Personel dispensing memerlukan pengetahuan dan keterampilan:
 Membaca (terutama membaca resep)
 Keterampilan menghitung/ kalkulasi yang baik
 Menuang, meracik, membungkus
 Pengetahuan tentang obat yang didispensing (farmakologi)
 Keterampilan mengases mutu sediaan
 Bersifat bersih , teliti, dan jujur
 Berkomunikasi secara efektif dengan penderita dan profesional kesehatan

Tahap Proses Dispensing

Menerima dan memvalidasi resep

Saat menerima resep, pasien diberi nomor tunggu. Lakukan identifikasi penderita
dan verifikasi nama penderita serta asal resep (nama dan klinik dokter penulis
resep). Order obat secara lisan oleh dokter bisa dilakukan pada kondisi darurat/ luar
biasa. Order dibaca ulang kepada dokter untuk memastikan akurasi. Waspadai akan
kemungkinan resep palsu.

Perhatikan nama penderita, ruangan, kamar, dan nomor penderita (untuk pasien
rawat tinggal), tanggal dan jam penulisan resep untuk memastikan kesesuaian resep
dengan kondisi pasien terkini, nama obat, kekuatan sediaan, bentuk sediaan,
kuantitas, aturan pakai, tanda tangan dokter dan instruksi lain dari dokter

Interpretasi Resep

Interpretasi isi resep mencakup interpretasi singkatan tertentu yang ditulis dokter,
memastikan dosis berada dalam rentang normal (jenis kelamin dan usia/ BB),
perhitungan dosis dan kuantitas, mengkaji ketidak tepatan pada resep
(kontraindikasi, interaksi, duplikasi, inkompatibilitas). Setiap perhitungan harus
diperiksa ganda oleh staf/ personel yang lain.

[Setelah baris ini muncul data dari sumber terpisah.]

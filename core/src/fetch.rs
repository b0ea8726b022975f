//! Feed fetching.
//!
//! One HTTP GET per source per run. A fetch either returns the source's full
//! normalized indicator set or fails; there is no retry and no partial
//! result. Timeouts and non-success statuses are failures.

use std::collections::BTreeSet;
use std::time::Duration;

use async_trait::async_trait;
use reqwest::Client;
use siftr_common::config::{Config, FeedSource};
use siftr_common::indicator;

const USER_AGENT: &str = concat!("siftr/", env!("CARGO_PKG_VERSION"));

#[derive(Debug, thiserror::Error)]
pub enum FetchError {
    #[error("feed `{name}` returned HTTP {status}")]
    BadStatus {
        name: String,
        status: reqwest::StatusCode,
    },
    #[error("feed `{name}` request failed")]
    Request {
        name: String,
        #[source]
        source: reqwest::Error,
    },
}

/// A feed that can be asked for its current indicator set.
///
/// The production implementation is [`HttpSource`]; tests substitute canned
/// sources behind the same trait.
#[async_trait]
pub trait IndicatorSource: Send + Sync {
    fn name(&self) -> &str;

    /// Fetches and normalizes the feed's current contents.
    async fn fetch(&self) -> anyhow::Result<BTreeSet<String>>;
}

pub struct HttpSource {
    name: String,
    url: String,
    client: Client,
}

impl HttpSource {
    pub fn new(source: &FeedSource, client: Client) -> Self {
        Self {
            name: source.name.clone(),
            url: source.url.clone(),
            client,
        }
    }

    /// One shared client for all sources of a run.
    pub fn build_client(timeout_secs: u64) -> anyhow::Result<Client> {
        let client = Client::builder()
            .timeout(Duration::from_secs(timeout_secs))
            .user_agent(USER_AGENT)
            .build()?;
        Ok(client)
    }

    /// Builds one source per enabled config entry, sharing a client.
    pub fn from_config(cfg: &Config) -> anyhow::Result<Vec<HttpSource>> {
        let client = Self::build_client(cfg.fetch_timeout_secs)?;
        Ok(cfg
            .enabled_sources()
            .map(|source| Self::new(source, client.clone()))
            .collect())
    }
}

#[async_trait]
impl IndicatorSource for HttpSource {
    fn name(&self) -> &str {
        &self.name
    }

    async fn fetch(&self) -> anyhow::Result<BTreeSet<String>> {
        let response = self
            .client
            .get(&self.url)
            .send()
            .await
            .map_err(|source| FetchError::Request {
                name: self.name.clone(),
                source,
            })?;

        let status = response.status();
        if !status.is_success() {
            return Err(FetchError::BadStatus {
                name: self.name.clone(),
                status,
            }
            .into());
        }

        let body = response.text().await.map_err(|source| FetchError::Request {
            name: self.name.clone(),
            source,
        })?;

        Ok(indicator::normalize_body(&body))
    }
}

Menapis Profil Pengobatan Penderita (P3)

Dimulai dari memasukkan semua data obat yang tertulis pada formulir P3 (bisa
terkomputerisasi), kemudian pengkajian terhadap profil tersebut yaitu terhadap
data informasi penderita (umur, bobot badan, alergi) dan data terapi obat (dosis,
frekuensi, kontraindikasi, interaksi, duplikasi, Reaksi Obat Merugikan/ ROM).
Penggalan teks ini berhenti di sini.